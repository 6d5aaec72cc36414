use chrono::NaiveDate;
use log::debug;
use std::cmp::Ordering;
use std::collections::HashMap;
use std::sync::Arc;

use super::dashboard_model::{
    CategorySpending, DailySpendingPoint, DashboardCharts, DashboardStats, MonthlySummaryPoint,
};
use crate::constants::{DAILY_SPENDING_DAYS, MONTHLY_SUMMARY_MONTHS};
use crate::errors::Result;
use crate::transactions::{TransactionRepositoryTrait, TransactionType};
use crate::utils::{
    day_label, month_label, round_amount, today_local, trailing_days, trailing_months, DateWindow,
};

pub trait DashboardServiceTrait: Send + Sync {
    /// Statistics as of the server's local date.
    fn get_dashboard(&self, user_id: &str) -> Result<DashboardStats>;
    fn get_dashboard_as_of(&self, user_id: &str, today: NaiveDate) -> Result<DashboardStats>;
}

/// Read-only aggregation over the transactions of one user.
pub struct DashboardService {
    transaction_repository: Arc<dyn TransactionRepositoryTrait>,
}

impl DashboardService {
    pub fn new(transaction_repository: Arc<dyn TransactionRepositoryTrait>) -> Self {
        Self {
            transaction_repository,
        }
    }

    fn monthly_summary(&self, user_id: &str, today: NaiveDate) -> Result<Vec<MonthlySummaryPoint>> {
        trailing_months(today, MONTHLY_SUMMARY_MONTHS)
            .into_iter()
            .map(|window| {
                let income = self.transaction_repository.sum_amount(
                    user_id,
                    TransactionType::Income,
                    &window,
                    None,
                )?;
                let expense = self.transaction_repository.sum_amount(
                    user_id,
                    TransactionType::Expense,
                    &window,
                    None,
                )?;
                Ok(MonthlySummaryPoint {
                    month: month_label(window.start),
                    income: round_amount(income),
                    expense: round_amount(expense),
                })
            })
            .collect()
    }

    fn category_spending(&self, user_id: &str, month: &DateWindow) -> Result<Vec<CategorySpending>> {
        let mut spending: Vec<CategorySpending> = self
            .transaction_repository
            .expense_totals_by_category(user_id, month)?
            .into_iter()
            .map(|total| CategorySpending {
                name: total.name,
                value: round_amount(total.total),
                color: total.color,
            })
            .collect();
        spending.sort_by(|a, b| {
            b.value
                .partial_cmp(&a.value)
                .unwrap_or(Ordering::Equal)
                .then_with(|| a.name.cmp(&b.name))
        });
        Ok(spending)
    }

    fn daily_spending(&self, user_id: &str, today: NaiveDate) -> Result<Vec<DailySpendingPoint>> {
        let days = trailing_days(today, DAILY_SPENDING_DAYS);
        let (Some(first), Some(last)) = (days.first(), days.last()) else {
            return Ok(Vec::new());
        };
        let window = DateWindow::inclusive(*first, *last);

        let mut per_day: HashMap<NaiveDate, f64> = HashMap::new();
        for (date, amount) in self.transaction_repository.amounts_in_window(
            user_id,
            TransactionType::Expense,
            &window,
        )? {
            *per_day.entry(date.date()).or_insert(0.0) += amount;
        }

        Ok(days
            .into_iter()
            .map(|day| DailySpendingPoint {
                date: day_label(day),
                amount: round_amount(per_day.get(&day).copied().unwrap_or(0.0)),
            })
            .collect())
    }
}

impl DashboardServiceTrait for DashboardService {
    fn get_dashboard(&self, user_id: &str) -> Result<DashboardStats> {
        self.get_dashboard_as_of(user_id, today_local())
    }

    fn get_dashboard_as_of(&self, user_id: &str, today: NaiveDate) -> Result<DashboardStats> {
        debug!("Computing dashboard for user {} as of {}", user_id, today);
        let month = DateWindow::month_of(today);
        let repo = &self.transaction_repository;

        let monthly_income =
            round_amount(repo.sum_amount(user_id, TransactionType::Income, &month, None)?);
        let monthly_expenses =
            round_amount(repo.sum_amount(user_id, TransactionType::Expense, &month, None)?);

        Ok(DashboardStats {
            monthly_income,
            monthly_expenses,
            monthly_balance: monthly_income - monthly_expenses,
            total_transactions: repo.count_for_user(user_id)?,
            charts: DashboardCharts {
                monthly_summary: self.monthly_summary(user_id, today)?,
                category_spending: self.category_spending(user_id, &month)?,
                daily_spending: self.daily_spending(user_id, today)?,
            },
        })
    }
}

-.-.-

Task details » Exact copies of every record are required, so retype them in full.

Output below »
repository 6d5aaec72cc36414
use chrono::NaiveDate;
use log::debug;
use std::cmp::Ordering;
use std::collections::HashMap;
use std::sync::Arc;

use super::dashboard_model::{
    CategorySpending, DailySpendingPoint, DashboardCharts, DashboardStats, MonthlySummaryPoint,
};
use crate::constants::{DAILY_SPENDING_DAYS, MONTHLY_SUMMARY_MONTHS};
use crate::errors::Result;
use crate::transactions::{TransactionRepositoryTrait, TransactionType};
use crate::utils::{
    day_label, month_label, round_amount, today_local, trailing_days, trailing_months, DateWindow,
};

pub trait DashboardServiceTrait: Send + Sync {
    /// Statistics as of the server's local date.
    fn get_dashboard(&self, user_id: &str) -> Result<DashboardStats>;
    fn get_dashboard_as_of(&self, user_id: &str, today: NaiveDate) -> Result<DashboardStats>;
}

/// Read-only aggregation over the transactions of one user.
pub struct DashboardService {
    transaction_repository: Arc<dyn TransactionRepositoryTrait>,
}

impl DashboardService {
    pub fn new(transaction_repository: Arc<dyn TransactionRepositoryTrait>) -> Self {
        Self {
            transaction_repository,
        }
    }

    fn monthly_summary(&self, user_id: &str, today: NaiveDate) -> Result<Vec<MonthlySummaryPoint>> {
        trailing_months(today, MONTHLY_SUMMARY_MONTHS)
            .into_iter()
            .map(|window| {
                let income = self.transaction_repository.sum_amount(
                    user_id,
                    TransactionType::Income,
                    &window,
                    None,
                )?;
                let expense = self.transaction_repository.sum_amount(
                    user_id,
                    TransactionType::Expense,
                    &window,
                    None,
                )?;
                Ok(MonthlySummaryPoint {
                    month: month_label(window.start),
                    income: round_amount(income),
                    expense: round_amount(expense),
                })
            })
            .collect()
    }

    fn category_spending(&self, user_id: &str, month: &DateWindow) -> Result<Vec<CategorySpending>> {
        let mut spending: Vec<CategorySpending> = self
            .transaction_repository
            .expense_totals_by_category(user_id, month)?
            .into_iter()
            .map(|total| CategorySpending {
                name: total.name,
                value: round_amount(total.total),
                color: total.color,
            })
            .collect();
        spending.sort_by(|a, b| {
            b.value
                .partial_cmp(&a.value)
                .unwrap_or(Ordering::Equal)
                .then_with(|| a.name.cmp(&b.name))
        });
        Ok(spending)
    }

    fn daily_spending(&self, user_id: &str, today: NaiveDate) -> Result<Vec<DailySpendingPoint>> {
        let days = trailing_days(today, DAILY_SPENDING_DAYS);
        let (Some(first), Some(last)) = (days.first(), days.last()) else {
            return Ok(Vec::new());
        };
        let window = DateWindow::inclusive(*first, *last);

        let mut per_day: HashMap<NaiveDate, f64> = HashMap::new();
        for (date, amount) in self.transaction_repository.amounts_in_window(
            user_id,
            TransactionType::Expense,
            &window,
        )? {
            *per_day.entry(date.date()).or_insert(0.0) += amount;
        }

        Ok(days
            .into_iter()
            .map(|day| DailySpendingPoint {
                date: day_label(day),
                amount: round_amount(per_day.get(&day).copied().unwrap_or(0.0)),
            })
            .collect())
    }
}

impl DashboardServiceTrait for DashboardService {
    fn get_dashboard(&self, user_id: &str) -> Result<DashboardStats> {
        self.get_dashboard_as_of(user_id, today_local())
    }

    fn get_dashboard_as_of(&self, user_id: &str, today: NaiveDate) -> Result<DashboardStats> {
        debug!("Computing dashboard for user {} as of {}", user_id, today);
        let month = DateWindow::month_of(today);
        let repo = &self.transaction_repository;

        let monthly_income =
            round_amount(repo.sum_amount(user_id, TransactionType::Income, &month, None)?);
        let monthly_expenses =
            round_amount(repo.sum_amount(user_id, TransactionType::Expense, &month, None)?);

        Ok(DashboardStats {
            monthly_income,
            monthly_expenses,
            monthly_balance: monthly_income - monthly_expenses,
            total_transactions: repo.count_for_user(user_id)?,
            charts: DashboardCharts {
                monthly_summary: self.monthly_summary(user_id, today)?,
                category_spending: self.category_spending(user_id, &month)?,
                daily_spending: self.daily_spending(user_id, today)?,
            },
        })
    }
}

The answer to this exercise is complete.